An important concept in condensed matter is the role played by scales, i.e. how big or small physical quantities are. Length, time, energy, and temperature are all physical quantities.
For example, there are many different length scales associated with a piece of material, say a block of copper, ranging from centimetres to a fraction of a nanometer. This covers lengths varying by a factor of a trillion, i.e., twelve orders of magnitude. The piece of copper may have dimensions of a centimetre. But it may be composed of small metallic grains of micron (micrometer) dimensions, and that can only be seen with a microscope. On an even smaller scale is the size of the individual copper atoms that make up the material, with dimensions less than a nanometer. Using different experimental techniques a scientist can ``zoom in and out'' and examine the properties of a material at different length scales.
Similarily one can investigate properties of a material at different time scales. This is similar to how one may use a high-speed movie camera to observe something and then replay it in slow motion. In a metal there are different time scales associated with different phenomena: the vibration of an atom, the time between collisions of electrons with each other, the period of the collective oscillation of all of the electrons.
There are also different energy scales associated with a material. Examples include the energy required to move a single atom a particular distance, the energy required to remove a single electron from the crystal, the kinetic energy of an electron inside the material, and the energy required to compress the whole material by a certain amount.
In quantum theory, energy and time are related by a proportionality factor known as Planck's constant. Thus, the energy scale and time scale associated with a specific phenomenon are related to each other.
The magnitude or scale of the temperature is also important. Temperature is related to energy via heat. Using clever refrigeration techniques materials can be cooled down to temperatures of less than one-thousands of a degree above absolute zero. This means that the properties of a material can be studied over a temperature range varying by about a factor of one million (six orders of magnitude).
This wide range of length, time, energy, and temperature scales is central for condensed matter physics in several respects. Overall, it means that phenomena, experimental techniques, theories, and concepts are relevant to a particular scale.
Experimental techniques have to be designed to investigate and ``probe'' the relevant phenomena at the relevant scale. Theories are also constructed with a concern with the relevant scales. Perhaps this is obvious.
There are also three profound and unanticipated aspects of the role of scales in condensed matter.
a. Whereas, the existence of the atomic and macroscopic scales is obvious, due to collective behaviour (emergence) there are intermediate scales of length and time associated with particular phenomena. Before, I have discussed examples of emergent energy scales and length scales.
b.
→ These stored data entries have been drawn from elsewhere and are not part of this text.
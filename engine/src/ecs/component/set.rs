use crate::{
    all_tuples,
    ecs::{
        Component, Entity, component::Registry, fingerprint::Fingerprint, storage::RawParts,
    },
};

/// A type-level list of component types.
///
/// Implemented for every [`Component`], for `()` and for tuples of sets up to 26 elements. A set
/// addresses the storages of all its types at once: its [`fingerprint`](Set::fingerprint) keys
/// the query cache, and [`fetch`](Set::fetch) resolves one component of each type for an entity.
pub trait Set: 'static {
    /// Shared references to one component of each type.
    type Ref<'a>;

    /// Exclusive references to one component of each type.
    type Mut<'a>;

    /// Raw parts of the storage of each type.
    type Ptr: Copy;

    /// Push the fingerprint of each type in the set, in declaration order.
    fn fingerprints(out: &mut Vec<Fingerprint>);

    /// The combined fingerprint of the set. Independent of declaration order.
    fn fingerprint() -> Fingerprint {
        let mut fingerprints = Vec::new();
        Self::fingerprints(&mut fingerprints);
        fingerprints.into_iter().collect()
    }

    /// Create any missing storage.
    fn ensure(registry: &mut Registry);

    /// Remove the entity's component of each type.
    fn remove(registry: &mut Registry, entity: Entity);

    /// Clear the storage of each type.
    fn clear(registry: &mut Registry, reset_capacity: bool);

    /// Clear the dirty flag of each storage.
    fn unmark_dirty(registry: &mut Registry);

    /// Whether any storage in the set is dirty.
    fn any_dirty(registry: &Registry) -> bool;

    /// One component of each type for `entity`, or `None` if any is missing.
    fn fetch(registry: &Registry, entity: Entity) -> Option<Self::Ref<'_>>;

    /// Resolve the storage pointers, creating missing storages.
    fn pointers(registry: &mut Registry) -> Self::Ptr;

    /// One exclusive component of each type for `entity`, or `None` if any is missing.
    ///
    /// # Safety
    ///
    /// `ptr` must come from [`pointers`](Set::pointers) on a registry that is still alive and not
    /// otherwise borrowed for `'a`. The set must not name the same type twice, and no other
    /// reference to the returned components may exist for `'a`.
    unsafe fn fetch_mut<'a>(ptr: Self::Ptr, entity: Entity) -> Option<Self::Mut<'a>>;
}

impl<C: Component> Set for C {
    type Ref<'a> = &'a C;
    type Mut<'a> = &'a mut C;
    type Ptr = RawParts<C>;

    #[inline]
    fn fingerprints(out: &mut Vec<Fingerprint>) {
        out.push(Fingerprint::of::<C>());
    }

    #[inline]
    fn fingerprint() -> Fingerprint {
        Fingerprint::of::<C>()
    }

    fn ensure(registry: &mut Registry) {
        registry.storage_mut::<C>();
    }

    fn remove(registry: &mut Registry, entity: Entity) {
        registry.remove::<C>(entity);
    }

    fn clear(registry: &mut Registry, reset_capacity: bool) {
        registry.storage_mut::<C>().clear(reset_capacity);
    }

    fn unmark_dirty(registry: &mut Registry) {
        if let Some(storage) = registry.storage_mut_if_present::<C>() {
            storage.unmark_dirty();
        }
    }

    fn any_dirty(registry: &Registry) -> bool {
        registry.is_dirty::<C>()
    }

    #[inline]
    fn fetch(registry: &Registry, entity: Entity) -> Option<Self::Ref<'_>> {
        registry.get_component::<C>(entity)
    }

    fn pointers(registry: &mut Registry) -> Self::Ptr {
        registry.storage_mut::<C>().raw_parts()
    }

    #[inline]
    unsafe fn fetch_mut<'a>(ptr: Self::Ptr, entity: Entity) -> Option<Self::Mut<'a>> {
        // SAFETY: The caller guarantees the storage outlives 'a, is not accessed elsewhere, and that
        // no other reference to this entity's component exists.
        unsafe { ptr.get_mut(entity) }
    }
}

impl Set for () {
    type Ref<'a> = ();
    type Mut<'a> = ();
    type Ptr = ();

    fn fingerprints(_out: &mut Vec<Fingerprint>) {}

    fn ensure(_registry: &mut Registry) {}

    fn remove(_registry: &mut Registry, _entity: Entity) {}

    fn clear(_registry: &mut Registry, _reset_capacity: bool) {}

    fn unmark_dirty(_registry: &mut Registry) {}

    fn any_dirty(_registry: &Registry) -> bool {
        false
    }

    fn fetch(_registry: &Registry, _entity: Entity) -> Option<Self::Ref<'_>> {
        Some(())
    }

    fn pointers(_registry: &mut Registry) -> Self::Ptr {}

    unsafe fn fetch_mut<'a>(_ptr: Self::Ptr, _entity: Entity) -> Option<Self::Mut<'a>> {
        Some(())
    }
}

/// Implement Set for tuples of sets.
macro_rules! tuple_set {
    ($($name: ident),*) => {
        #[allow(non_snake_case)]
        impl<$($name: Set),*> Set for ($($name,)*) {
            type Ref<'a> = ($($name::Ref<'a>,)*);
            type Mut<'a> = ($($name::Mut<'a>,)*);
            type Ptr = ($($name::Ptr,)*);

            fn fingerprints(out: &mut Vec<Fingerprint>) {
                $($name::fingerprints(out);)*
            }

            fn ensure(registry: &mut Registry) {
                $($name::ensure(registry);)*
            }

            fn remove(registry: &mut Registry, entity: Entity) {
                $($name::remove(registry, entity);)*
            }

            fn clear(registry: &mut Registry, reset_capacity: bool) {
                $($name::clear(registry, reset_capacity);)*
            }

            fn unmark_dirty(registry: &mut Registry) {
                $($name::unmark_dirty(registry);)*
            }

            fn any_dirty(registry: &Registry) -> bool {
                false $(|| $name::any_dirty(registry))*
            }

            fn fetch(registry: &Registry, entity: Entity) -> Option<Self::Ref<'_>> {
                Some(($($name::fetch(registry, entity)?,)*))
            }

            fn pointers(registry: &mut Registry) -> Self::Ptr {
                ($($name::pointers(registry),)*)
            }

            unsafe fn fetch_mut<'a>(ptr: Self::Ptr, entity: Entity) -> Option<Self::Mut<'a>> {
                let ($($name,)*) = ptr;
                // SAFETY: Forwarded from the caller; distinct types give disjoint storages.
                Some(($(unsafe { $name::fetch_mut($name, entity)? },)*))
            }
        }
    }
}

// Implement the tuple Set for all tuples up to 26 elements.
all_tuples!(tuple_set);
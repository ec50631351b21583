//! Process-wide capacity configuration. Kept in its own test binary because the configured
//! value is frozen for the rest of the process.

use rusty_ecs::ecs::{
    Entity,
    capacity::{self, Capacity},
    context::Context,
    error::CapacityError,
};

#[test]
fn configure_once_before_first_use() {
    // Given
    let custom = Capacity::new(8, 4).unwrap();

    // When
    let configured = capacity::configure(custom);

    // Then
    assert_eq!(configured, Ok(()));
    assert_eq!(capacity::current(), custom);

    // When - Contexts built from the global value follow it
    let mut context = Context::new();
    for _ in 0..9 {
        context.create();
    }

    // Then
    assert_eq!(context.capacity(), custom);
    assert_eq!(context.entity_capacity(), 12);
    assert_eq!(context.registry().capacity::<Entity>(), 12);

    // When - A second configuration is rejected
    let again = capacity::configure(Capacity::DEFAULT);

    // Then
    assert_eq!(again, Err(CapacityError::AlreadyConfigured { current: custom }));
    assert_eq!(capacity::current(), custom);

    // Then - Explicit capacities bypass the global value
    assert_eq!(Context::with_capacity(Capacity::DEFAULT).entity_capacity(), 32);
}
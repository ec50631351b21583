//! Common component types used across benchmarks.

use rusty_ecs::ecs::Component;

/// 3D position component (12 bytes).
#[derive(Component, Clone, Copy, Debug, Default)]
pub struct Position {
    pub x: f32,
    pub y: f32,
    pub z: f32,
}

/// 3D velocity component (12 bytes).
#[derive(Component, Clone, Copy, Debug, Default)]
pub struct Velocity {
    pub x: f32,
    pub y: f32,
    pub z: f32,
}

/// Hit points (4 bytes).
#[derive(Component, Clone, Copy, Debug, Default)]
pub struct Health(pub u32);
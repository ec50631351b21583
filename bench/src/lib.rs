//! Benchmark utilities for the ECS.
//!
//! Provides representative component types and helpers that populate a context with a seeded,
//! randomised component layout.
//!
//! # Running Benchmarks
//!
//! ```bash
//! # Run all benchmarks
//! cargo bench -p rusty_ecs_bench
//!
//! # Run specific benchmark group
//! cargo bench -p rusty_ecs_bench -- view
//! ```
//!
//! Results are written to `target/criterion/` with HTML reports for visualization.

pub mod components;

use rand::{Rng, SeedableRng};
use rand_chacha::ChaCha8Rng;
use rusty_ecs::ecs::{Entity, capacity::Capacity, context::Context};

use components::{Health, Position, Velocity};

/// Seed shared by every benchmark so runs are comparable.
pub const SEED: u64 = 0xEC5;

/// Create `count` entities. Every entity gets a [`Position`]; a [`Velocity`] and a [`Health`] are
/// attached with the given probabilities.
pub fn populate(context: &mut Context, count: usize, velocity: f64, health: f64) -> Vec<Entity> {
    let mut rng = ChaCha8Rng::seed_from_u64(SEED);
    (0..count)
        .map(|_| {
            let entity = context.create();
            context.append(entity, Position::default());
            if rng.gen_bool(velocity) {
                context.append(
                    entity,
                    Velocity {
                        x: rng.gen_range(-1.0..1.0),
                        y: rng.gen_range(-1.0..1.0),
                        z: 0.0,
                    },
                );
            }
            if rng.gen_bool(health) {
                context.append(entity, Health(rng.gen_range(1..100)));
            }
            entity
        })
        .collect()
}

/// A context sized up front for `count` entities.
pub fn sized_context(count: usize) -> Context {
    let mut context = Context::with_capacity(Capacity::DEFAULT);
    context.resize(count as u32);
    context
}
use proc_macro::TokenStream;
use quote::quote;
use syn::{DeriveInput, parse_macro_input};

pub fn derive_component(input: TokenStream) -> TokenStream {
    // Parse the input tokens into a syntax tree
    let ast = parse_macro_input!(input as DeriveInput);

    // Get the type name we are annotating, keeping any generics it declares.
    let name = &ast.ident;
    let (impl_generics, ty_generics, where_clause) = ast.generics.split_for_impl();

    // Use ::rusty_ecs::ecs::Component which works both inside and outside the crate.
    // Inside the crate, this works because of `extern crate self as rusty_ecs;` in lib.rs
    // Outside the crate, this naturally resolves to the rusty_ecs dependency.
    TokenStream::from(quote! {
        impl #impl_generics ::rusty_ecs::ecs::Component for #name #ty_generics #where_clause {
        }
    })
}
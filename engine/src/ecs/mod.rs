pub mod capacity;
pub mod component;
pub mod context;
pub mod entity;
pub mod error;
pub mod fingerprint;
pub mod query;
pub mod storage;
pub mod system;
pub(crate) mod util;
pub mod world;

pub use component::Component;
pub use context::Context;
pub use entity::Entity;
pub use fingerprint::Fingerprint;
pub use system::{ComponentSystem, System};
pub use world::World;
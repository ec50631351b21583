//! Log capture for hosts and tests.
//!
//! The engine logs through the [`log`] facade. A host that wants to display or inspect those
//! records can install a [`ChannelLogger`], which forwards every enabled record into a crossbeam
//! channel.

mod channel;

pub use channel::{ChannelLogger, LogMessage};
#[cfg(test)]
mod tests {
    use super::*;
    use crate::ecs::entity::{Generation, Index};

    #[derive(Debug, PartialEq)]
    struct Health(u32);
    impl Component for Health {}

    fn entity(index: u32) -> Entity {
        Entity::new(Index::from(index), Generation::FIRST)
    }

    fn storage() -> Storage<Health> {
        Storage::new(Capacity::new(4, 2).unwrap(), 0)
    }

    #[test]
    fn append_keeps_entities_sorted() {
        // Given
        let mut storage = storage();

        // When
        for i in [5, 1, 9, 3, 7] {
            assert!(storage.append(entity(i), Health(i * 10)));
        }

        // Then
        let indices: Vec<_> = storage.entities().iter().map(|e| e.index().value()).collect();
        assert_eq!(indices, vec![1, 3, 5, 7, 9]);
        let values: Vec<_> = storage.components().iter().map(|h| h.0).collect();
        assert_eq!(values, vec![10, 30, 50, 70, 90]);
        assert!(storage.is_dirty());
    }

    #[test]
    fn duplicate_append_is_rejected() {
        // Given
        let mut storage = storage();
        storage.append(entity(1), Health(1));
        storage.unmark_dirty();
        let revision = storage.revision();

        // When
        let appended = storage.append(entity(1), Health(2));

        // Then - Original value kept, nothing changed
        assert!(!appended);
        assert_eq!(storage.get(entity(1)), Some(&Health(1)));
        assert_eq!(storage.len(), 1);
        assert!(!storage.is_dirty());
        assert_eq!(storage.revision(), revision);
    }

    #[test]
    fn remove_and_get_missing() {
        // Given
        let mut storage = storage();
        storage.append(entity(2), Health(2));
        storage.unmark_dirty();

        // Then
        assert_eq!(storage.get(entity(3)), None);
        assert_eq!(storage.get_mut(entity(3)), None);
        assert_eq!(storage.remove(entity(3)), None);
        assert!(!storage.is_dirty());

        // When
        let removed = storage.remove(entity(2));

        // Then
        assert_eq!(removed, Some(Health(2)));
        assert!(storage.is_empty());
        assert!(storage.is_dirty());
    }

    #[test]
    fn get_mut_changes_value() {
        // Given
        let mut storage = storage();
        storage.append(entity(0), Health(1));

        // When
        storage.get_mut(entity(0)).unwrap().0 = 42;

        // Then
        assert_eq!(storage.get(entity(0)), Some(&Health(42)));
        assert!(storage.contains(entity(0)));
        assert!(!storage.contains(entity(1)));
    }

    #[test]
    fn grows_by_offset() {
        // Given
        let mut storage = storage();
        assert_eq!(storage.capacity(), 4);

        // When
        for i in 0..5 {
            storage.append(entity(i), Health(i));
        }

        // Then
        assert_eq!(storage.capacity(), 6);

        // When
        for i in 5..7 {
            storage.append(entity(i), Health(i));
        }

        // Then
        assert_eq!(storage.capacity(), 8);
    }

    #[test]
    fn requested_capacity_above_baseline() {
        let storage: Storage<Health> = Storage::new(Capacity::new(4, 2).unwrap(), 10);
        assert_eq!(storage.capacity(), 10);
    }

    #[test]
    fn sweep_removes_listed_entities() {
        // Given
        let mut storage = storage();
        for i in 0..6 {
            storage.append(entity(i), Health(i));
        }
        storage.unmark_dirty();

        // When
        let removed = storage.sweep(&[entity(1), entity(4), entity(100)]);

        // Then
        assert_eq!(removed, 2);
        let pairs: Vec<_> = storage.iter().map(|(e, h)| (e.index().value(), h.0)).collect();
        assert_eq!(pairs, vec![(0, 0), (2, 2), (3, 3), (5, 5)]);
        assert!(storage.is_dirty());

        // When - Nothing listed is present
        storage.unmark_dirty();
        assert_eq!(storage.sweep(&[entity(1)]), 0);

        // Then
        assert!(!storage.is_dirty());
    }

    #[test]
    fn sweep_accepts_unsorted_duplicates() {
        // Given
        let mut storage = storage();
        for i in 0..8 {
            storage.append(entity(i), Health(i));
        }

        // When
        let removed = storage.sweep(&[entity(6), entity(2), entity(6), entity(9), entity(0)]);

        // Then
        assert_eq!(removed, 3);
        let indices: Vec<_> = storage.entities().iter().map(|e| e.index().value()).collect();
        assert_eq!(indices, vec![1, 3, 4, 5, 7]);
        let values: Vec<_> = storage.components().iter().map(|h| h.0).collect();
        assert_eq!(values, vec![1, 3, 4, 5, 7]);
    }

    #[test]
    fn raw_parts_hand_out_disjoint_components() {
        // Given
        let mut storage = storage();
        for i in [4, 2, 8] {
            storage.append(entity(i), Health(i));
        }
        let parts = storage.raw_parts();

        // When - Every component is held at once, then written
        // SAFETY: The storage is not touched while the references live, and entities are distinct.
        let held: Vec<&mut Health> = [2, 4, 8, 5]
            .into_iter()
            .filter_map(|i| unsafe { parts.get_mut(entity(i)) })
            .collect();
        for health in held {
            health.0 += 100;
        }

        // Then
        assert_eq!(parts.len(), 3);
        let values: Vec<_> = storage.components().iter().map(|h| h.0).collect();
        assert_eq!(values, vec![102, 104, 108]);
    }

    #[test]
    fn resize_and_clear() {
        // Given
        let mut storage = storage();
        for i in 0..5 {
            storage.append(entity(i), Health(i));
        }

        // When
        storage.resize(12);

        // Then
        assert!(storage.is_empty());
        assert_eq!(storage.capacity(), 12);
        assert!(!storage.is_dirty());

        // When
        storage.append(entity(1), Health(1));
        storage.clear(false);

        // Then - Capacity kept, dirty for observers
        assert!(storage.is_empty());
        assert_eq!(storage.capacity(), 12);
        assert!(storage.is_dirty());

        // When
        storage.clear(true);

        // Then
        assert_eq!(storage.capacity(), 4);
        assert!(!storage.is_dirty());
    }

    #[test]
    fn revision_increases_on_every_change() {
        // Given
        let mut storage = storage();
        let mut last = storage.revision();
        let mut check = |storage: &Storage<Health>| {
            assert!(storage.revision() > last);
            last = storage.revision();
        };

        // Then
        storage.append(entity(0), Health(0));
        check(&storage);
        storage.remove(entity(0));
        check(&storage);
        storage.resize(0);
        check(&storage);
        storage.clear(true);
        check(&storage);
    }

    #[test]
    fn sorted_invariant_under_random_operations() {
        use rand::{Rng, SeedableRng};
        use rand_chacha::ChaCha8Rng;

        // Given
        let mut rng = ChaCha8Rng::seed_from_u64(7);
        let mut storage = storage();

        // When
        for _ in 0..2_000 {
            let target = entity(rng.gen_range(0..64));
            if rng.gen_bool(0.6) {
                storage.append(target, Health(target.index().value()));
            } else {
                storage.remove(target);
            }
        }

        // Then
        assert!(storage.entities().windows(2).all(|w| w[0] < w[1]));
        for (entity, health) in storage.iter() {
            assert_eq!(entity.index().value(), health.0);
        }
    }
}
In distinct systems, the same phenomena can occur at scales that differ by many orders of magnitude. A striking example is the occurrence of superfluidity in liquid 3He at temperatures below one-thousandth of a one degree Kelvin and in neutron stars at temperatures below one hundred thousand degrees.
c. Through a highly sophisticated theoretical method, known as the renormalisation group and scaling, it is possible to make concrete connections between the properties of a system at different scales.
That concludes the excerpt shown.